### WHAT IS BEING ASKED
Copy every line from the records below that holds the word "rest".

### INPUT RECORDS
※ ※ ※

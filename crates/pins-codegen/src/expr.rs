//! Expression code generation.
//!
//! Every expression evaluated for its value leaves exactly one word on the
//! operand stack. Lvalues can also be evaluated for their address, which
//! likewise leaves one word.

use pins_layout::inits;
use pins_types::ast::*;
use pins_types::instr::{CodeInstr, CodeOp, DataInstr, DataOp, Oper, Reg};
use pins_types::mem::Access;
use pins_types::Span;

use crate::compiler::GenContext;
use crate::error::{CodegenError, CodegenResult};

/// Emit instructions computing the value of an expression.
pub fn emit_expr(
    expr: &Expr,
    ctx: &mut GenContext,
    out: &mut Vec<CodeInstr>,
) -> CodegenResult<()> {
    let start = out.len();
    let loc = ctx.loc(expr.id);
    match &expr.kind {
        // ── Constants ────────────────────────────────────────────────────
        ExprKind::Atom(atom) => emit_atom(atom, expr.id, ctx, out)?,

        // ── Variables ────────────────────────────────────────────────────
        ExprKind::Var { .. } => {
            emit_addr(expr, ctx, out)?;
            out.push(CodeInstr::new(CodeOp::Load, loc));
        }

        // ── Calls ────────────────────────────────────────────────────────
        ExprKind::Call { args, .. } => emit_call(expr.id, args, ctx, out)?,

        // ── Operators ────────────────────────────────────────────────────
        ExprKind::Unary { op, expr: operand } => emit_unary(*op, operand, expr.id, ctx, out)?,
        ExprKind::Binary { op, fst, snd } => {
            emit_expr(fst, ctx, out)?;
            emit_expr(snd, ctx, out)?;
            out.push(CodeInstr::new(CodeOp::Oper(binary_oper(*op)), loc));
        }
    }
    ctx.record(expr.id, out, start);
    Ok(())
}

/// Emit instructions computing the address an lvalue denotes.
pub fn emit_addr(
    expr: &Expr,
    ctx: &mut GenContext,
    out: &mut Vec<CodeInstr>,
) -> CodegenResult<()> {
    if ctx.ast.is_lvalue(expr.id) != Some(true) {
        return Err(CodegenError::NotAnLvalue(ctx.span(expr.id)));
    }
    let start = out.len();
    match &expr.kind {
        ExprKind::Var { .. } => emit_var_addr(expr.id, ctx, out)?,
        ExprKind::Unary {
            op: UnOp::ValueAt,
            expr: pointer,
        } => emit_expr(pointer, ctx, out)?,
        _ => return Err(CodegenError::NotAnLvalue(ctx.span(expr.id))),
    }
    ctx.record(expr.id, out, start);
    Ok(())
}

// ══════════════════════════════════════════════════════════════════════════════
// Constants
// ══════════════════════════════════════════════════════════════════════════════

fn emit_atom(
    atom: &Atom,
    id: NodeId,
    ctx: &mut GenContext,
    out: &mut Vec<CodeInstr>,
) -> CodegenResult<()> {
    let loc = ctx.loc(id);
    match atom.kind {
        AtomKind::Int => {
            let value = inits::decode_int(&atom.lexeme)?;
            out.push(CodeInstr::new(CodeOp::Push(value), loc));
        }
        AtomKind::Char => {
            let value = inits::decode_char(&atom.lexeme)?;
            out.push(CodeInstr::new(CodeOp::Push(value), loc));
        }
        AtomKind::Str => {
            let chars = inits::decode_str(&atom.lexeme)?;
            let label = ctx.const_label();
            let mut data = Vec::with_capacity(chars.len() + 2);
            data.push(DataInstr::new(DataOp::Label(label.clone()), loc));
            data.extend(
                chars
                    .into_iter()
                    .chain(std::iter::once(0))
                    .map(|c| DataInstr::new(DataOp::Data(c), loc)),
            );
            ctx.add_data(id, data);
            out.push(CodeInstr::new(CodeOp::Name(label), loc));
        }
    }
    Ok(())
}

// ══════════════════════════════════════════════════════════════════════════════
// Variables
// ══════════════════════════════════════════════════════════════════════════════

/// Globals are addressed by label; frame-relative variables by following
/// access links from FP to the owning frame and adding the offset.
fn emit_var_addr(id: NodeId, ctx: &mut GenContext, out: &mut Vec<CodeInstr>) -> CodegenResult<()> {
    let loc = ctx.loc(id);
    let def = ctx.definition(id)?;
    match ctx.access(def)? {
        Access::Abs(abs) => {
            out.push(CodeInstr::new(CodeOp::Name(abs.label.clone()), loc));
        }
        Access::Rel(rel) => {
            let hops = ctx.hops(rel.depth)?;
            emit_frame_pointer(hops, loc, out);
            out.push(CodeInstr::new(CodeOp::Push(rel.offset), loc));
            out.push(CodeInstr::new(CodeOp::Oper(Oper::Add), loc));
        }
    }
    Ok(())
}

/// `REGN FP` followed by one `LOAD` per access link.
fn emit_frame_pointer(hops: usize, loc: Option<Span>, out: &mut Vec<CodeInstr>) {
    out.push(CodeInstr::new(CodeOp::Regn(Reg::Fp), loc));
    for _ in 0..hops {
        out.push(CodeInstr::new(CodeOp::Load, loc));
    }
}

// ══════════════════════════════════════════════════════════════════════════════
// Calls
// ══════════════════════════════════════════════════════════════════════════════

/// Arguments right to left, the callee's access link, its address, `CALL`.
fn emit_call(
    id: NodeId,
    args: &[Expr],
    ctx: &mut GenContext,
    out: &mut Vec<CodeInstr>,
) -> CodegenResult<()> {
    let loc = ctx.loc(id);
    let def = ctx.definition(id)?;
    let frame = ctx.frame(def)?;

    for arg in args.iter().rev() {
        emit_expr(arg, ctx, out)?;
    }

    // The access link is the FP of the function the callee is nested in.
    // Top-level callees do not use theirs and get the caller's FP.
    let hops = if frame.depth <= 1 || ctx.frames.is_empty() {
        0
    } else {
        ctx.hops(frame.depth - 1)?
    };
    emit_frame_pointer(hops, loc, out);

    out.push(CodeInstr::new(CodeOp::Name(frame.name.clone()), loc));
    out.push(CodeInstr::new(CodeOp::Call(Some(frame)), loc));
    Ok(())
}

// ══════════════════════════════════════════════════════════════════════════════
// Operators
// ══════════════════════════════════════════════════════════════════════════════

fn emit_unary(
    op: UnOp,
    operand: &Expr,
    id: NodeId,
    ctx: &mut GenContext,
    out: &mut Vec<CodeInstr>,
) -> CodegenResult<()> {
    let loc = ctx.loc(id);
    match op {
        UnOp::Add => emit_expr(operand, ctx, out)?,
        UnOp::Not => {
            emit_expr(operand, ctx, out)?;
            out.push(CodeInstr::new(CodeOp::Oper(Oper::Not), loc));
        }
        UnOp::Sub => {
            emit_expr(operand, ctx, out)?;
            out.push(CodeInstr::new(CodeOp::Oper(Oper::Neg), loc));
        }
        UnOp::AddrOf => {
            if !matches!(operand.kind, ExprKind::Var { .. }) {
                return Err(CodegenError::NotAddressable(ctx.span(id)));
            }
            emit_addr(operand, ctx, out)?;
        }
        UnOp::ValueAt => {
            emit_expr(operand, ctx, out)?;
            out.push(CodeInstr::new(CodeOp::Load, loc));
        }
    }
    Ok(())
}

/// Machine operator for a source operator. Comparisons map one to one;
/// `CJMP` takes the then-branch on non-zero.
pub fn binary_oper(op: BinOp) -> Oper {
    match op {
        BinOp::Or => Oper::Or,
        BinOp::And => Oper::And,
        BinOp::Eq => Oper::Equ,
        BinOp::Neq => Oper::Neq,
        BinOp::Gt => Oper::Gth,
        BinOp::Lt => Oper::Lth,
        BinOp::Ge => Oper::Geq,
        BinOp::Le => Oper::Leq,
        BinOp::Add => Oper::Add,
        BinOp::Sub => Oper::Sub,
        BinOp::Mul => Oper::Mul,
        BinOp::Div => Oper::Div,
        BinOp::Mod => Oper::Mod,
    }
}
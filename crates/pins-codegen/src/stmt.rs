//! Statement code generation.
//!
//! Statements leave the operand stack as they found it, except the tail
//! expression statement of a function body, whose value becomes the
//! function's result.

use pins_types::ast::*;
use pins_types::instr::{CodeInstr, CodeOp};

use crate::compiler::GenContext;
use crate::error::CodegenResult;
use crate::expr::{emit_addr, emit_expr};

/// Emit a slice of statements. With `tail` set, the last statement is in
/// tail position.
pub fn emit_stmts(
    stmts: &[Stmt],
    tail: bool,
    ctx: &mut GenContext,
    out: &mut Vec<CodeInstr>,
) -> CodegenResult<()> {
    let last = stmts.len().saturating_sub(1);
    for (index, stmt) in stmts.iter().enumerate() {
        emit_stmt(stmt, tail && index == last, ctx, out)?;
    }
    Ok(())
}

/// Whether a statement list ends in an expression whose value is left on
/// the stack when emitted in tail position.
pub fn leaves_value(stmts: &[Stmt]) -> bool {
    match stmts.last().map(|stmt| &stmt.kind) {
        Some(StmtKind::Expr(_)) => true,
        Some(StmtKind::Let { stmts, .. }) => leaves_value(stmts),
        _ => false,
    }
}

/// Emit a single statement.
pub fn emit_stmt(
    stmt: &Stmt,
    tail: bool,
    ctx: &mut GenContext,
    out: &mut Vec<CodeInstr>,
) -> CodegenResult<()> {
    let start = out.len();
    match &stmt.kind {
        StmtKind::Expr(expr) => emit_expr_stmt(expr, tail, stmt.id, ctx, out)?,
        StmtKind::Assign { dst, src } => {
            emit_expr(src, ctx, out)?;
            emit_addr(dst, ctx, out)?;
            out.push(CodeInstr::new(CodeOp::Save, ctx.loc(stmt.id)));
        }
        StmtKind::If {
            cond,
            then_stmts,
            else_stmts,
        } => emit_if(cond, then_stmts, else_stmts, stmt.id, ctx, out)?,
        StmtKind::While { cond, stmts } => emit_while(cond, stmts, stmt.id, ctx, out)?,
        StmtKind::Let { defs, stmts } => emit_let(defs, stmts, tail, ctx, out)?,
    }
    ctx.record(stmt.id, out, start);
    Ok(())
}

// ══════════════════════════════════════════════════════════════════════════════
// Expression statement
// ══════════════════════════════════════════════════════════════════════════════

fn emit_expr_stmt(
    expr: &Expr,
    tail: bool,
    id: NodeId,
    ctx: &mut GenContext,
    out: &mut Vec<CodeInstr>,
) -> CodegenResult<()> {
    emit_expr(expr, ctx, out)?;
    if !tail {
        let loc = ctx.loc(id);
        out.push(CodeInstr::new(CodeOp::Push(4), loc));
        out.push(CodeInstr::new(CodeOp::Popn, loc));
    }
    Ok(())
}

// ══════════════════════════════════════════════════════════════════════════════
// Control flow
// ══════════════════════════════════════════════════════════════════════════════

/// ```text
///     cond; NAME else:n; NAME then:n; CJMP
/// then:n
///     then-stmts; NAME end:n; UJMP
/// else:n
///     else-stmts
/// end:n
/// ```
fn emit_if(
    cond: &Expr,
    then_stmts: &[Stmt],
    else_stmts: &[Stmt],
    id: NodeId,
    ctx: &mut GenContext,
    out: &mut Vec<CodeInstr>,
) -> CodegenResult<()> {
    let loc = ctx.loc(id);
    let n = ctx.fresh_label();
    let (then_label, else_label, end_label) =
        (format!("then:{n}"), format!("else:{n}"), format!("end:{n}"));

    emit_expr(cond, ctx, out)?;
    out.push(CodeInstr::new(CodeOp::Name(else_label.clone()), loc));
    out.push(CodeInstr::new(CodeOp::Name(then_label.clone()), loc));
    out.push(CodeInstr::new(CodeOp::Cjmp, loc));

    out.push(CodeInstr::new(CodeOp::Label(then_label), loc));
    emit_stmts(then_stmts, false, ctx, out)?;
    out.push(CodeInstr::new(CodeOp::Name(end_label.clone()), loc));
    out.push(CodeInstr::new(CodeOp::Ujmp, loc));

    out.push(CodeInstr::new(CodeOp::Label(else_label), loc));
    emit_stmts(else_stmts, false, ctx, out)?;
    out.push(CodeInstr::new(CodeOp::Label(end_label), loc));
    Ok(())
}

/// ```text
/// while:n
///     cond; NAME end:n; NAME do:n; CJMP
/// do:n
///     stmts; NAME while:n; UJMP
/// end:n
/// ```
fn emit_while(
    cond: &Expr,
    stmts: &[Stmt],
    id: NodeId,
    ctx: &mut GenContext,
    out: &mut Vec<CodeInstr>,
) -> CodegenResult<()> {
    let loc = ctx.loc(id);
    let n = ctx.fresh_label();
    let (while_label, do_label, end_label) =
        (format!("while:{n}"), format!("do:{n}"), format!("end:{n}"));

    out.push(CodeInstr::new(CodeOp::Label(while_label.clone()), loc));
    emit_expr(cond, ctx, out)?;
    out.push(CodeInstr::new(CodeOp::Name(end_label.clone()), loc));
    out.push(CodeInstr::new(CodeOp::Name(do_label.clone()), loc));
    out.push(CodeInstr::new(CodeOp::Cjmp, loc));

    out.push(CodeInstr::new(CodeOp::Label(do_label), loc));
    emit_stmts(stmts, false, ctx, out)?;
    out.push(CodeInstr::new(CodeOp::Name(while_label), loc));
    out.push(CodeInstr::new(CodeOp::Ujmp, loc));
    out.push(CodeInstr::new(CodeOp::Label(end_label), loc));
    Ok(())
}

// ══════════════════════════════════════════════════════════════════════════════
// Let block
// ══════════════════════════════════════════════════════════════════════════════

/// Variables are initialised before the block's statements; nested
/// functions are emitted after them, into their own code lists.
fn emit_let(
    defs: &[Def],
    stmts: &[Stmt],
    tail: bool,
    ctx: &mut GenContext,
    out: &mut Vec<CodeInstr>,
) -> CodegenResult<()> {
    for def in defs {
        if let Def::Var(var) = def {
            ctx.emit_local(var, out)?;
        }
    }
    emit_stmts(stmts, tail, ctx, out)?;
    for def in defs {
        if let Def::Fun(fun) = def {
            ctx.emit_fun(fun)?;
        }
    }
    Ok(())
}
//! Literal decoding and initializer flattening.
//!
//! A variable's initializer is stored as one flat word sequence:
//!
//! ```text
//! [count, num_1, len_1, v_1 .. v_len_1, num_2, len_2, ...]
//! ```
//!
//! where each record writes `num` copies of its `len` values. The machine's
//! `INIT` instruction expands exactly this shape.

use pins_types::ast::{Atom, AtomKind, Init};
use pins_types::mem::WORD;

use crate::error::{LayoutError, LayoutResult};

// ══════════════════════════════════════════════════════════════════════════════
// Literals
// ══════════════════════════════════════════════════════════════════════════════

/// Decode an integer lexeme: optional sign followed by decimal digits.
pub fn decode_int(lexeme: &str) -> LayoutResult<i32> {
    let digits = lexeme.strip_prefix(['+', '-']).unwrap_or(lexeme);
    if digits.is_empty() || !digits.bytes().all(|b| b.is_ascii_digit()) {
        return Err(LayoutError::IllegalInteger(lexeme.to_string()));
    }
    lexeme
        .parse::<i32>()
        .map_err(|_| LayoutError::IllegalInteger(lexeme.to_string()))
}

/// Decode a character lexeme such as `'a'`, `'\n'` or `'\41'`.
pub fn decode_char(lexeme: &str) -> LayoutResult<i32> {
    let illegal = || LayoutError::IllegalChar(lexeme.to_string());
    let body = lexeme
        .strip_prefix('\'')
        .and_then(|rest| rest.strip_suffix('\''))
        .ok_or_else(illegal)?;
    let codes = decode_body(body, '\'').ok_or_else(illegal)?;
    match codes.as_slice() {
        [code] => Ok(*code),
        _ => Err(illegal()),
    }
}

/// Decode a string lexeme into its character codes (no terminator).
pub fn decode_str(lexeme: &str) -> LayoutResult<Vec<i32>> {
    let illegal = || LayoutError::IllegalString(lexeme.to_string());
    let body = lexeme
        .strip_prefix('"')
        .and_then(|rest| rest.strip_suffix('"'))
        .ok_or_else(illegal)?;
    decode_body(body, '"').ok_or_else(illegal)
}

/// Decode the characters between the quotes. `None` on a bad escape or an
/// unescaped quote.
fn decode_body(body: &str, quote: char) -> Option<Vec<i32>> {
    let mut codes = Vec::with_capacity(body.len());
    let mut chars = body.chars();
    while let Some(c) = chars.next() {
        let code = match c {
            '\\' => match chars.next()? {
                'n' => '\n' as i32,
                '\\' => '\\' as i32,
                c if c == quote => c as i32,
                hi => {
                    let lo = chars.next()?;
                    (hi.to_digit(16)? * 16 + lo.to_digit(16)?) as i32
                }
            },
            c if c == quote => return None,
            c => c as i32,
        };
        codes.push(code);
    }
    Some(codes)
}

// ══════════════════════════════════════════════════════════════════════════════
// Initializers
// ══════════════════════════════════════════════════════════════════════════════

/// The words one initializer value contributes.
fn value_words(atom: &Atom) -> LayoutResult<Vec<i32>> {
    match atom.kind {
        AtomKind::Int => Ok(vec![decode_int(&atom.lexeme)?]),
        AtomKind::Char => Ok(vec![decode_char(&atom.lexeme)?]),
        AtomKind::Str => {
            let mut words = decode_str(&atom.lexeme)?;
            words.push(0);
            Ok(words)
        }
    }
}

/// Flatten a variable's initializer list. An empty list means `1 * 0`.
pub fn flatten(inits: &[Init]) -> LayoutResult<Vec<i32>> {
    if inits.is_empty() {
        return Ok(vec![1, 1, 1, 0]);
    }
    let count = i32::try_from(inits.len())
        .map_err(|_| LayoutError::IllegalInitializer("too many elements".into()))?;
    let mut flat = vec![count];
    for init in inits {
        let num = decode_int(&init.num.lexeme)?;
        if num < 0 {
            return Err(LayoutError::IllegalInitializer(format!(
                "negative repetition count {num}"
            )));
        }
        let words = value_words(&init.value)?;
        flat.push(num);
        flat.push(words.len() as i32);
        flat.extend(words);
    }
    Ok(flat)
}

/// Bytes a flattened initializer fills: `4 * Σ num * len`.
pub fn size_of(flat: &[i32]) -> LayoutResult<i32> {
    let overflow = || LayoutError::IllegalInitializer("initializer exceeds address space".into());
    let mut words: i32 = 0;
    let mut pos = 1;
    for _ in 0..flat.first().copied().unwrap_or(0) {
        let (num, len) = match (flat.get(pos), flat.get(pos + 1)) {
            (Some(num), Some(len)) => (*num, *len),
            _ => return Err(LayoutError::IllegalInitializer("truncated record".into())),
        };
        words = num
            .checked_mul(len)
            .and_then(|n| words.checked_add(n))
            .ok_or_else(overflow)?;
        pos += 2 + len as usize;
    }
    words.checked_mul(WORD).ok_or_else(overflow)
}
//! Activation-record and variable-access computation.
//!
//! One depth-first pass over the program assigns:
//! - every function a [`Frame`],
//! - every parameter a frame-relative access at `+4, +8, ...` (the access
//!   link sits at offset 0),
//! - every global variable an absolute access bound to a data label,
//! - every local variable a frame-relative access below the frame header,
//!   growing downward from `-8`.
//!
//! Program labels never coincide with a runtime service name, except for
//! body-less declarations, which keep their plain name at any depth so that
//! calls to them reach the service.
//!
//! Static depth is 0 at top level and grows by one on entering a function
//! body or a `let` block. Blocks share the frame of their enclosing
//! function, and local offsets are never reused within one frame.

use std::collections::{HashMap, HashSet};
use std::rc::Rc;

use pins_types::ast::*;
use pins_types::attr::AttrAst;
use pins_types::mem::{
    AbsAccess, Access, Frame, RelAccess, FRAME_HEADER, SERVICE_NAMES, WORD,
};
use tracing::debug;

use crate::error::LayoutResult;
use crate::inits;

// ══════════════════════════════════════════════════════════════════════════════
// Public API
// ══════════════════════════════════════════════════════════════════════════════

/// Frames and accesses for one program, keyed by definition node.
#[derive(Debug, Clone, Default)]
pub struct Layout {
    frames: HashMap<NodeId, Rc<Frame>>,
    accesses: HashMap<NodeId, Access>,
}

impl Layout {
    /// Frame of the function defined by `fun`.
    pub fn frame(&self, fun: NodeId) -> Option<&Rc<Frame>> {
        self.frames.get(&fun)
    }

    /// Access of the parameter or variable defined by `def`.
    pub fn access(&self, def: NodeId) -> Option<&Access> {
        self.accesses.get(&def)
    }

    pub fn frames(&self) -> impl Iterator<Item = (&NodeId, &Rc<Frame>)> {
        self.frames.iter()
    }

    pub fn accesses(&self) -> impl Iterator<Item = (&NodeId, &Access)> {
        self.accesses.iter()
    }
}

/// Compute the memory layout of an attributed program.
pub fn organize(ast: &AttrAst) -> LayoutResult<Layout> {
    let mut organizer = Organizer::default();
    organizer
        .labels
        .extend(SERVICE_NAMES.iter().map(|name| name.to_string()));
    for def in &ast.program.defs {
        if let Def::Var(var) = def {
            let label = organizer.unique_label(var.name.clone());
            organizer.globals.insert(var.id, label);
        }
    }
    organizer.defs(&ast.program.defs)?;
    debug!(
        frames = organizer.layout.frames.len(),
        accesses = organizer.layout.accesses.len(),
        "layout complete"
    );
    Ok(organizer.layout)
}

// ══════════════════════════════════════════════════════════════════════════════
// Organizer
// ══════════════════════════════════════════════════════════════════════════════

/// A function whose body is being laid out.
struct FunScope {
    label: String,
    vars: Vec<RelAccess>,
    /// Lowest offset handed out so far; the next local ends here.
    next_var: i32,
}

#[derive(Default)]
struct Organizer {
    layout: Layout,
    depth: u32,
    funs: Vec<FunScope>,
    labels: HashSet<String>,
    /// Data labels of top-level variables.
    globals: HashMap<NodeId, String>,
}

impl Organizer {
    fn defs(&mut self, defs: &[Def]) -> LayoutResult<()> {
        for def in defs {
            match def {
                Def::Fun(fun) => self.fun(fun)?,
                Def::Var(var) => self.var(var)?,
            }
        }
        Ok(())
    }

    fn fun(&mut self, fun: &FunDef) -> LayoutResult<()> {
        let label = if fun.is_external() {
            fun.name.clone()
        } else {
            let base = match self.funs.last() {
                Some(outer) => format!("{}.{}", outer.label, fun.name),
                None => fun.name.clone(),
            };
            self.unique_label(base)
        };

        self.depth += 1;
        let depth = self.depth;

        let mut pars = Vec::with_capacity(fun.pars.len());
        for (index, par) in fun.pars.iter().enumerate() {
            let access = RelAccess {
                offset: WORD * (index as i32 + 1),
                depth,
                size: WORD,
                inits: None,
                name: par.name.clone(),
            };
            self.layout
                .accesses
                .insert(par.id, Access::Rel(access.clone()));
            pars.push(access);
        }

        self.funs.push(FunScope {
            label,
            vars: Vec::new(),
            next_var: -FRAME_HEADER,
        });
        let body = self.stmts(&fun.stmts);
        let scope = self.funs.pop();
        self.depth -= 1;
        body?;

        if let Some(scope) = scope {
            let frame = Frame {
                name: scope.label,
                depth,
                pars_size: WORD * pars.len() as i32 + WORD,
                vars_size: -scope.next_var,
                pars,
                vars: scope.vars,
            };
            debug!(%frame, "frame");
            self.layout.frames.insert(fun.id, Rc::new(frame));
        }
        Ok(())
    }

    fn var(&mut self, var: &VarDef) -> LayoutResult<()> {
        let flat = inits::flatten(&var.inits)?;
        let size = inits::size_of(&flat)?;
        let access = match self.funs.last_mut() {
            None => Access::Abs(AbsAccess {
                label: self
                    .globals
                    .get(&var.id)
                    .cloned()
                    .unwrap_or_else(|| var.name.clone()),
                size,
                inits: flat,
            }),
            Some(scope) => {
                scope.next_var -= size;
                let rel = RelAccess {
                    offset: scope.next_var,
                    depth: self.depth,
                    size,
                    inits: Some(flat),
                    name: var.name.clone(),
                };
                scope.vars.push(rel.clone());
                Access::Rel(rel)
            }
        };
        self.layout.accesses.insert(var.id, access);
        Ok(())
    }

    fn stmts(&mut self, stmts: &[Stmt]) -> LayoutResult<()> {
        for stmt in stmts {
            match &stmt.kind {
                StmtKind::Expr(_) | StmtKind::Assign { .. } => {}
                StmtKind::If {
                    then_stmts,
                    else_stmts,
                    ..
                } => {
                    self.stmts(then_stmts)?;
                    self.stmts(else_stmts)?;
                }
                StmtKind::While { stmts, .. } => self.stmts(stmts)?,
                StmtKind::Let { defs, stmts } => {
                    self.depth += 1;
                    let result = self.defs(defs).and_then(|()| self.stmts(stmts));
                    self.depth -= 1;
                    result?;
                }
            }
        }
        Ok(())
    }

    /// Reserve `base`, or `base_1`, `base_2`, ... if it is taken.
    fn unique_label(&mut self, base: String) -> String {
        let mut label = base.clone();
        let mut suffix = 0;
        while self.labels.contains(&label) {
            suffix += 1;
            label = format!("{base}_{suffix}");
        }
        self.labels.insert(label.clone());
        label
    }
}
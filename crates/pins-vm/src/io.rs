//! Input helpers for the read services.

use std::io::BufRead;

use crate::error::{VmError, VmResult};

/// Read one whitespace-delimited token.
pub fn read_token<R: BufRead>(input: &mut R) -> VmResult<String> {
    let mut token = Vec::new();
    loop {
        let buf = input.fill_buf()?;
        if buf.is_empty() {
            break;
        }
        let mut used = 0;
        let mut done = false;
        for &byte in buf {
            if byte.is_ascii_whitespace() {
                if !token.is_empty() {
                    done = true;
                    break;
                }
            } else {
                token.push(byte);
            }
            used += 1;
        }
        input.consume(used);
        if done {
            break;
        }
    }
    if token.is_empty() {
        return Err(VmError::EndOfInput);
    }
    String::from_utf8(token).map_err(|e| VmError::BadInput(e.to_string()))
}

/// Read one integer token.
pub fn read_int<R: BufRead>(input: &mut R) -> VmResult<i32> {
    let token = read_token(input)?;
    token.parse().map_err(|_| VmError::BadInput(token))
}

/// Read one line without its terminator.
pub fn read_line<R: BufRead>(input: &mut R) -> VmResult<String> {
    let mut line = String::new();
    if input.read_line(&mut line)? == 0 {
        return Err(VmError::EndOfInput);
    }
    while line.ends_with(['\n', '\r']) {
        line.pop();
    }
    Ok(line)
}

※ ※ ※

### RESPONSE AREA
        .and_then(|rest| rest.strip_suffix('\''))
        .and_then(|rest| rest.strip_suffix('"'))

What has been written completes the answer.